Manon Peneaud —  — Modi­fiée le 15 juin 2023 à 02 h 56 

Retour d’inter — Mardi 6 janvier, 4 h 46. Le centre opérationnel de Champerret est prévenu d’un feu de pavillon à Drancy. Une visioconférence est effectuée avec le requérant pour avoir de plus amples renseignements. La toiture est en proie aux flammes. Il s’agit de deux interventions en même temps. Il faut faire vite…

Le départ nor­mal tire du lit les sol­dats du feu de la caserne de Dran­cy. Ils des­cendent rapi­de­ment au poste de veille opé­ra­tion­nelle pour connaître le motif et le lieu de l’intervention. Le feu de pavillon est à l’extrémité de leur sec­teur. Un four­gon pompe tonne léger (FPTL), une échelle pivo­tante auto­ma­tique (EPA), un engin de pre­mier secours (PS) et une VL avec à son bord l’adjudant Antoine Tes­ta, com­man­dant des opé­ra­tions de secours, partent du centre de secours Dran­cy. À mi-par­cours, au détour d’un rond-point, les hommes pré­sents dans le PS aper­çoivent au loin une colonne de fumée cou­plée à des lueurs oran­gées. « Quand nous aper­ce­vons un panache de fumée, il y a tou­jours une part d’excitation, confie le capo­ral-chef Fabien Lefebvre, chef d’équipe du PS. Mais la concen­tra­tion reprend rapi­de­ment le des­sus. Il faut res­ter pro­fes­sion­nel. » L’engin peine à arri­ver à des­ti­na­tion tant le sta­tion­ne­ment est anar­chique dans le quar­tier. Il par­vient fina­le­ment en pre­mier sur les lieux. Les pom­piers ont à peine le temps de des­cendre du camion qu’une fuite de gaz enflam­mée sur­vient. Les flammes atteignent rapi­de­ment le deuxième étage de la façade du pavillon et contrastent avec la pénombre hiver­nale. Au même moment, l’adjudant Tes­ta arrive au rond-point. Le panache de fumée est désor­mais plus intense. Le sous-offi­cier com­prend que le pavillon de 60 m² est tota­le­ment embra­sé et que la toi­ture est sans doute percée…

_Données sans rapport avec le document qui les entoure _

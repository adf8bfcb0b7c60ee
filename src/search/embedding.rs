//! Query embedding
//!
//! [`Embedder`] is the seam to the embedding service. [`OpenAiEmbedder`]
//! talks to any OpenAI-compatible `/embeddings` endpoint.

use std::future::Future;
use std::time::Duration;

use anyhow::Context;
use reqwest::header::{HeaderMap, HeaderValue, AUTHORIZATION, CONTENT_TYPE};
use reqwest::Client;
use serde::{Deserialize, Serialize};

use super::http_retry::{send_with_retry, SendError};
use crate::config::Settings;
use crate::error::EmbeddingError;

/// Turns text into a fixed-dimension vector.
pub trait Embedder: Send + Sync {
    /// Embed a single non-empty text.
    fn embed(&self, text: &str) -> impl Future<Output = Result<Vec<f32>, EmbeddingError>> + Send;
}

/// Async client for OpenAI-compatible embedding endpoints.
#[derive(Clone)]
pub struct OpenAiEmbedder {
    client: Client,
    endpoint: String,
    model: String,
    dimensions: Option<usize>,
    max_retries: usize,
}

impl OpenAiEmbedder {
    /// Builds a new embeddings client.
    pub fn new(
        api_key: &str,
        base_url: &str,
        model: &str,
        dimensions: Option<usize>,
        timeout: Duration,
        max_retries: usize,
    ) -> anyhow::Result<Self> {
        anyhow::ensure!(!api_key.trim().is_empty(), "missing OpenAI API key");
        anyhow::ensure!(!model.trim().is_empty(), "missing embedding model name");
        let mut headers = HeaderMap::new();
        let auth = format!("Bearer {}", api_key.trim());
        headers.insert(
            AUTHORIZATION,
            HeaderValue::from_str(&auth).context("invalid OpenAI API key")?,
        );
        headers.insert(CONTENT_TYPE, HeaderValue::from_static("application/json"));
        let client = Client::builder()
            .timeout(timeout)
            .default_headers(headers)
            .build()
            .context("failed to build embedding HTTP client")?;
        Ok(Self {
            client,
            endpoint: format!("{}/embeddings", base_url.trim_end_matches('/')),
            model: model.trim().to_string(),
            dimensions,
            max_retries,
        })
    }

    /// Builds the client from application settings.
    pub fn from_settings(settings: &Settings) -> anyhow::Result<Self> {
        let api_key = settings
            .openai_api_key
            .as_deref()
            .context("OPENAI_API_KEY is not set")?;
        Self::new(
            api_key,
            &settings.openai_base_url,
            &settings.embedding_model,
            settings.embedding_dimensions,
            settings.timeout(),
            settings.max_retries,
        )
    }

    fn check_dimensions(&self, embedding: &[f32]) -> Result<(), EmbeddingError> {
        if embedding.is_empty() {
            return Err(EmbeddingError::Malformed("empty embedding vector".into()));
        }
        match self.dimensions {
            Some(expected) if expected != embedding.len() => Err(EmbeddingError::Malformed(
                format!("expected {} dimensions, got {}", expected, embedding.len()),
            )),
            _ => Ok(()),
        }
    }
}

impl Embedder for OpenAiEmbedder {
    async fn embed(&self, text: &str) -> Result<Vec<f32>, EmbeddingError> {
        let input = text.trim();
        if input.is_empty() {
            return Err(EmbeddingError::EmptyInput);
        }

        let request = EmbeddingRequest {
            model: &self.model,
            input,
            dimensions: self.dimensions,
        };
        let resp = send_with_retry(
            || self.client.post(&self.endpoint).json(&request),
            self.max_retries,
            "embeddings",
        )
        .await
        .map_err(|err| match err {
            SendError::Status { status, body } => EmbeddingError::Status {
                status: status.as_u16(),
                body,
            },
            SendError::Transport(err) => EmbeddingError::Transport(err.to_string()),
        })?;

        let parsed: EmbeddingResponse = resp
            .json()
            .await
            .map_err(|e| EmbeddingError::Malformed(e.to_string()))?;
        let embedding = parsed
            .data
            .into_iter()
            .min_by_key(|entry| entry.index)
            .map(|entry| entry.embedding)
            .ok_or_else(|| EmbeddingError::Malformed("response contained no embeddings".into()))?;
        self.check_dimensions(&embedding)?;
        Ok(embedding)
    }
}

#[derive(Serialize)]
struct EmbeddingRequest<'a> {
    model: &'a str,
    input: &'a str,
    #[serde(skip_serializing_if = "Option::is_none")]
    dimensions: Option<usize>,
}

#[derive(Debug, Deserialize)]
struct EmbeddingResponse {
    data: Vec<EmbeddingData>,
}

#[derive(Debug, Deserialize)]
struct EmbeddingData {
    embedding: Vec<f32>,
    #[serde(default)]
    index: usize,
}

Le temps de vul­né­ra­bi­li­té. Les flammes ont réveillé les voi­sins. À l’arrivée des pom­piers sur les lieux du sinistre, de nom­breux badauds sont pré­sents. Heu­reu­se­ment, ren­sei­gne­ments pris, il s’avère que le pavillon est, pour l’heure, inha­bi­té. Les sol­dats du feu éta­blissent avec la police un péri­mètre de sécu­ri­té. « Les badauds sont par­ti­cu­liè­re­ment pré­sents et insis­tants, explique l’adjudant Tes­ta. Il faut trou­ver un juste milieu entre les faire recu­ler dans l’intérêt de leur propre sécu­ri­té, sans pour autant les brus­quer, car ils consti­tuent une source d’information impor­tante pour les chefs d’agrès. » Au vu de l’intensité du feu et n’ayant aucun sau­ve­tage à réa­li­ser en urgence à cet ins­tant, les pom­piers attendent l’arrivée des moyens hydrau­liques pour s’engager dans le bâti­ment. En effet, le dan­ger peut être impor­tant. Il ne faut pas prendre de risques infon­dés, ni accor­der une seule seconde au « temps de vul­né­ra­bi­li­té ». Cette période durant laquelle les inter­ve­nants réa­lisent des mis­sions sans qu’un moyen hydrau­lique ne soit en manœuvre. Seules des opé­ra­tions de sau­ve­tage réa­li­sées sur ordre auto­risent l’engagement de pom­piers durant ce laps de temps.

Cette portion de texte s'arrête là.